━━━━━ Data records

//! Movement reachability over owned territory
//!
//! A unit moves through tiles its owner holds. Breadth-first search
//! from the unit's tile bounds the walk by step count; tiles holding
//! units are passable, only ownership blocks.

use crate::board::Board;
use crate::core::types::PlayerId;
use crate::hex::OffsetCoord;
use ahash::AHashSet;
use std::collections::VecDeque;

/// All tiles reachable from `start` in at most `max_steps` steps across
/// land owned by `owner`. The start tile is always part of the result,
/// even when it is not owned by `owner`.
pub fn reachable_tiles(
    board: &Board,
    start: OffsetCoord,
    owner: PlayerId,
    max_steps: u32,
) -> AHashSet<OffsetCoord> {
    let mut visited: AHashSet<OffsetCoord> = AHashSet::new();
    let mut queue: VecDeque<(OffsetCoord, u32)> = VecDeque::new();
    queue.push_back((start, 0));

    while let Some((tile, steps)) = queue.pop_front() {
        if !visited.insert(tile) {
            continue;
        }
        if steps < max_steps {
            for neighbor in tile.neighbors() {
                if !visited.contains(&neighbor) && board.owner_of(neighbor) == Some(owner) {
                    queue.push_back((neighbor, steps + 1));
                }
            }
        }
    }
    visited
}

/// Frontier tiles a unit at `start` can take: on-map tiles not owned by
/// `owner` adjacent to anything reachable within `max_steps - 1` steps.
/// Sorted row-major so callers iterate deterministically.
pub fn capturable_tiles(
    board: &Board,
    start: OffsetCoord,
    owner: PlayerId,
    max_steps: u32,
) -> Vec<OffsetCoord> {
    let edge = reachable_tiles(board, start, owner, max_steps.saturating_sub(1));
    let mut seen: AHashSet<OffsetCoord> = AHashSet::new();
    for tile in &edge {
        for neighbor in tile.neighbors() {
            if let Some(neighbor_owner) = board.owner_of(neighbor) {
                if neighbor_owner != owner {
                    seen.insert(neighbor);
                }
            }
        }
    }
    let mut capturable: Vec<OffsetCoord> = seen.into_iter().collect();
    capturable.sort();
    capturable
}

#[cfg(test)]
mod tests {
    use super::*;
    use crate::board::records::parse_land_records;

    fn board_from(lines: &[&str]) -> Board {
        let records = parse_land_records(lines.iter().copied()).unwrap();
        Board::from_land_records(&records).unwrap()
    }

    fn at(row: i32, col: i32) -> OffsetCoord {
        OffsetCoord::new(row, col)
    }

    // row 0, cols 0..=5: consecutive columns in the same row are adjacent
    fn strip(owner: u32) -> Vec<String> {
        (0..=5).map(|col| format!("0 {} {}", col, owner)).collect()
    }

    #[test]
    fn test_respects_step_bound() {
        let lines = strip(1);
        let board = board_from(&lines.iter().map(|s| s.as_str()).collect::<Vec<_>>());

        let zero = reachable_tiles(&board, at(0, 0), PlayerId(1), 0);
        assert_eq!(zero.len(), 1);
        assert!(zero.contains(&at(0, 0)));

        let two = reachable_tiles(&board, at(0, 0), PlayerId(1), 2);
        assert_eq!(two.len(), 3);
        assert!(two.contains(&at(0, 2)));
        assert!(!two.contains(&at(0, 3)));

        let all = reachable_tiles(&board, at(0, 0), PlayerId(1), 5);
        assert_eq!(all.len(), 6);
    }

    #[test]
    fn test_start_included_even_on_foreign_land() {
        let board = board_from(&["0 0 2", "0 1 1", "0 2 1"]);
        let reachable = reachable_tiles(&board, at(0, 0), PlayerId(1), 4);
        assert!(reachable.contains(&at(0, 0)));
        assert!(reachable.contains(&at(0, 1)));
        assert!(reachable.contains(&at(0, 2)));
    }

    #[test]
    fn test_foreign_tile_blocks() {
        let board = board_from(&["0 0 1", "0 1 1", "0 2 2", "0 3 1", "0 4 1"]);
        let reachable = reachable_tiles(&board, at(0, 0), PlayerId(1), 4);
        assert!(reachable.contains(&at(0, 1)));
        assert!(!reachable.contains(&at(0, 2)));
        // tiles behind the block stay unreachable
        assert!(!reachable.contains(&at(0, 3)));
        assert_eq!(reachable.len(), 2);
    }

    #[test]
    fn test_units_do_not_block() {
        use crate::board::records::parse_unit_records;
        let lands = parse_land_records(["0 0 1", "0 1 1", "0 2 1"]).unwrap();
        let units = parse_unit_records(["0 1 1 knight"]).unwrap();
        let board = Board::from_records(&lands, &units).unwrap();

        let reachable = reachable_tiles(&board, at(0, 0), PlayerId(1), 4);
        assert_eq!(reachable.len(), 3);
    }

    #[test]
    fn test_capturable_frontier() {
        // owned strip, a foreign tile past the edge and a neutral tile
        // hanging off the last edge tile
        let board = board_from(&[
            "0 0 1", "0 1 1", "0 2 1", "0 3 1", "0 4 2", "0 5 1", "1 3 0",
        ]);

        // movement range 4: edge is reachable(3) = cols 0..=3
        let capturable = capturable_tiles(&board, at(0, 0), PlayerId(1), 4);
        assert_eq!(capturable, vec![at(0, 4), at(1, 3)]);
    }

    #[test]
    fn test_capturable_shrinks_with_range() {
        let board = board_from(&[
            "0 0 1", "0 1 1", "0 2 1", "0 3 1", "0 4 2", "1 3 0",
        ]);
        let capturable = capturable_tiles(&board, at(0, 0), PlayerId(1), 2);
        assert!(capturable.is_empty());
    }

    #[test]
    fn test_capturable_deduplicates() {
        // foreign tile adjacent to two edge tiles shows up once
        let board = board_from(&["0 0 1", "0 1 1", "1 0 1", "1 1 2"]);
        let capturable = capturable_tiles(&board, at(0, 0), PlayerId(1), 4);
        assert_eq!(capturable, vec![at(1, 1)]);
    }
}
//! Territory regions and castle upkeep
//!
//! A region is a maximal connected set of same-owner tiles of at least
//! `min_region_tiles`. Every region is entitled to exactly one castle;
//! after any change of ownership, castles stranded outside valid
//! regions are demolished and castle-less regions get a new one on a
//! random structure-free tile.

use crate::board::{Board, StructurePolicy};
use crate::core::config::RuleConfig;
use crate::core::types::{PlayerId, StructureKind};
use crate::hex::OffsetCoord;
use ahash::AHashSet;
use rand::Rng;
use std::collections::VecDeque;

/// A maximal connected set of same-owner tiles
#[derive(Debug, Clone, PartialEq, Eq)]
pub struct Region {
    pub owner: PlayerId,
    /// Sorted row-major
    pub tiles: Vec<OffsetCoord>,
}

/// Find all player regions, scanning tiles in sorted order so region
/// numbering is deterministic. Neutral land never forms a region.
pub fn find_regions(board: &Board, rules: &RuleConfig) -> Vec<Region> {
    let mut coords: Vec<OffsetCoord> = board.tiles().map(|(coord, _)| coord).collect();
    coords.sort();

    let mut visited: AHashSet<OffsetCoord> = AHashSet::new();
    let mut regions = Vec::new();

    for coord in coords {
        if visited.contains(&coord) {
            continue;
        }
        let owner = match board.owner_of(coord) {
            Some(owner) if !owner.is_neutral() => owner,
            _ => continue,
        };
        let tiles = flood_fill(board, coord, owner, &mut visited);
        if tiles.len() >= rules.min_region_tiles {
            regions.push(Region { owner, tiles });
        }
    }
    regions
}

fn flood_fill(
    board: &Board,
    start: OffsetCoord,
    owner: PlayerId,
    visited: &mut AHashSet<OffsetCoord>,
) -> Vec<OffsetCoord> {
    let mut tiles = Vec::new();
    let mut queue = VecDeque::new();
    visited.insert(start);
    queue.push_back(start);

    while let Some(coord) = queue.pop_front() {
        tiles.push(coord);
        for neighbor in coord.neighbors() {
            if !visited.contains(&neighbor) && board.owner_of(neighbor) == Some(owner) {
                visited.insert(neighbor);
                queue.push_back(neighbor);
            }
        }
    }
    tiles.sort();
    tiles
}

/// Whether any tile of the region carries a castle
pub fn region_has_castle(board: &Board, region: &Region) -> bool {
    region
        .tiles
        .iter()
        .any(|&coord| board.structure_at(coord) == Some(StructureKind::Castle))
}

/// Put a castle on a uniformly chosen structure-free tile of the
/// region. Returns false when every tile is built up. Existing
/// structures are never overwritten.
pub fn assign_castle(board: &mut Board, region: &Region, rng: &mut impl Rng) -> bool {
    let open: Vec<OffsetCoord> = region
        .tiles
        .iter()
        .copied()
        .filter(|&coord| board.structure_at(coord).is_none())
        .collect();
    if open.is_empty() {
        return false;
    }
    let pick = open[rng.gen_range(0..open.len())];
    board.add_structure(pick, StructureKind::Castle)
}

/// Demolish castles standing outside any valid region. Neutral land
/// never counts as a region, so a castle on a neutral tile always
/// goes. Returns how many were removed.
pub fn remove_invalid_castles(board: &mut Board, rules: &RuleConfig) -> usize {
    let valid: AHashSet<OffsetCoord> = find_regions(board, rules)
        .iter()
        .flat_map(|region| region.tiles.iter().copied())
        .collect();

    let doomed: Vec<OffsetCoord> = board
        .tiles()
        .filter_map(|(coord, tile)| {
            let stranded =
                tile.structure == Some(StructureKind::Castle) && !valid.contains(&coord);
            stranded.then_some(coord)
        })
        .collect();

    for coord in &doomed {
        board.remove_structure(*coord);
    }
    doomed.len()
}

/// Full castle upkeep: strip stranded castles, then grant one to every
/// valid region that lacks one. Runs after every change of ownership.
pub fn distribute_castles(board: &mut Board, rules: &RuleConfig, rng: &mut impl Rng) {
    let removed = remove_invalid_castles(board, rules);
    if removed > 0 {
        tracing::debug!("removed {} stranded castle(s)", removed);
    }
    for region in find_regions(board, rules) {
        if !region_has_castle(board, &region) && assign_castle(board, &region, rng) {
            tracing::debug!(
                "granted castle to player {} region of {} tiles",
                region.owner.0,
                region.tiles.len()
            );
        }
    }
}

/// Convenience used by tests and tooling: flip a tile's owner and run
/// castle upkeep in one step.
pub fn set_owner_and_redistribute(
    board: &mut Board,
    rules: &RuleConfig,
    coord: OffsetCoord,
    new_owner: PlayerId,
    policy: StructurePolicy,
    rng: &mut impl Rng,
) -> bool {
    if !board.set_owner(coord, new_owner, policy) {
        return false;
    }
    distribute_castles(board, rules, rng);
    true
}
pub mod config;
pub mod error;
pub mod types;

pub use config::RuleConfig;
pub use error::{DominationError, Result};
pub use types::{ClientId, PlayerId, StructureKind, UnitKind};
use serde::Serialize;
use std::fmt;

use crate::dtype::DataType;
use crate::expr::Expr;
use crate::var::Var;

/// Reads one value of `dtype` from the buffer at `data`.
///
/// `index` counts whole `dtype` values, lanes included, so a vector `dtype` makes this a single
/// vector access.
#[derive(Debug, Clone, PartialEq, Eq, Hash, Serialize)]
pub struct Load {
    pub dtype: DataType,
    pub data: Var,
    pub index: Expr,
}

/// Writes `value` into the buffer at `data`. `index` is in the same units as [Load::index].
///
/// `dtype` is the element type of the destination. A scalar `value` stored with a vector `dtype`
/// is broadcast to every lane.
#[derive(Debug, Clone, PartialEq, Eq, Hash, Serialize)]
pub struct Store {
    pub dtype: DataType,
    pub data: Var,
    pub value: Value,
    pub index: Expr,
}

/// A value which may be stored into a buffer.
#[derive(Debug, Clone, PartialEq, Eq, Hash, Serialize)]
pub enum Value {
    Scalar(Expr),
    Load(Box<Load>),
}

impl Load {
    pub fn lanes(&self) -> u16 {
        self.dtype.lanes()
    }
}

impl Store {
    pub fn lanes(&self) -> u16 {
        self.dtype.lanes()
    }
}

impl Value {
    pub fn lanes(&self) -> u16 {
        match self {
            Value::Scalar(_) => 1,
            Value::Load(load) => load.lanes(),
        }
    }
}

impl From<Expr> for Value {
    fn from(e: Expr) -> Self {
        Value::Scalar(e)
    }
}

impl From<Load> for Value {
    fn from(load: Load) -> Self {
        Value::Load(Box::new(load))
    }
}

impl fmt::Display for Load {
    fn fmt(&self, f: &mut fmt::Formatter<'_>) -> fmt::Result {
        write!(f, "{}[{}]", self.data, self.index)?;
        if !self.dtype.is_scalar() {
            write!(f, ":{}", self.dtype)?;
        }
        Ok(())
    }
}

impl fmt::Display for Value {
    fn fmt(&self, f: &mut fmt::Formatter<'_>) -> fmt::Result {
        match self {
            Value::Scalar(e) => write!(f, "{e}"),
            Value::Load(load) => write!(f, "{load}"),
        }
    }
}

impl fmt::Display for Store {
    fn fmt(&self, f: &mut fmt::Formatter<'_>) -> fmt::Result {
        write!(f, "{}[{}]", self.data, self.index)?;
        if !self.dtype.is_scalar() {
            write!(f, ":{}", self.dtype)?;
        }
        write!(f, " = {}", self.value)
    }
}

━━━━━━━━━━

Task directions: Scan the data above for the string "pick". Copy every line in which it appears.

Task output:
    let pick = open[rng.gen_range(0..open.len())];
    board.add_structure(pick, StructureKind::Castle)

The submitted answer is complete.